- _Activity_: Output only these lines, set down exactly: the one containing "format: &'static str" and each line after it through the end of the records.

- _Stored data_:

☆ ☆ ☆ ☆ ☆ ☆ ☆

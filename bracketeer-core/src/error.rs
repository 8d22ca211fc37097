//! Error types for tournament operations

use crate::matches::{MatchId, MatchState};
use crate::participant::ParticipantId;

/// Errors raised by tournament construction, lifecycle and result reporting.
///
/// Every error is raised before any state is touched, so a rejected call
/// leaves the tournament exactly as it was.
#[derive(Debug, Clone, PartialEq, Eq, thiserror::Error)]
pub enum TournamentError {
    // Configuration
    #[error("Tournament has no participants")]
    NoParticipants,

    #[error("Swiss pairing needs an even number of participants, got {0}")]
    OddParticipantCount(usize),

    #[error("Single elimination needs at least two participants, got {0}")]
    TooFewParticipants(usize),

    #[error("Swiss tournament needs at least one round")]
    ZeroRounds,

    #[error("Participant {0} was entered more than once")]
    DuplicateParticipant(ParticipantId),

    // Protocol misuse
    #[error("Tournament has already been started")]
    AlreadyStarted,

    #[error("Tournament has not been started")]
    NotStarted,

    // Invalid transitions
    #[error("Unknown match {0}")]
    UnknownMatch(MatchId),

    #[error("Match {id} already has a result")]
    AlreadyReported { id: MatchId },

    #[error("Match {id} is {state:?}, results can only be reported on ready matches")]
    MatchNotReady { id: MatchId, state: MatchState },

    #[error("{format} does not allow tied matches")]
    TieNotAllowed { format: &'static str },

    #[error("Participant {winner} is not playing in match {id}")]
    NotInMatch { id: MatchId, winner: ParticipantId },
}

impl TournamentError {
    /// True for errors that make the tournament instance unusable.
    pub fn is_configuration(&self) -> bool {
        matches!(
            self,
            TournamentError::NoParticipants
                | TournamentError::OddParticipantCount(_)
                | TournamentError::TooFewParticipants(_)
                | TournamentError::ZeroRounds
                | TournamentError::DuplicateParticipant(_)
        )
    }
}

☆ ☆ ☆ ☆ ☆ ☆ ☆

- _Solution for this problem_:
    TieNotAllowed { format: &'static str },

    #[error("Participant {winner} is not playing in match {id}")]
    NotInMatch { id: MatchId, winner: ParticipantId },
}

impl TournamentError {
    /// True for errors that make the tournament instance unusable.
    pub fn is_configuration(&self) -> bool {
        matches!(
            self,
            TournamentError::NoParticipants
                | TournamentError::OddParticipantCount(_)
                | TournamentError::TooFewParticipants(_)
                | TournamentError::ZeroRounds
                | TournamentError::DuplicateParticipant(_)
        )
    }
}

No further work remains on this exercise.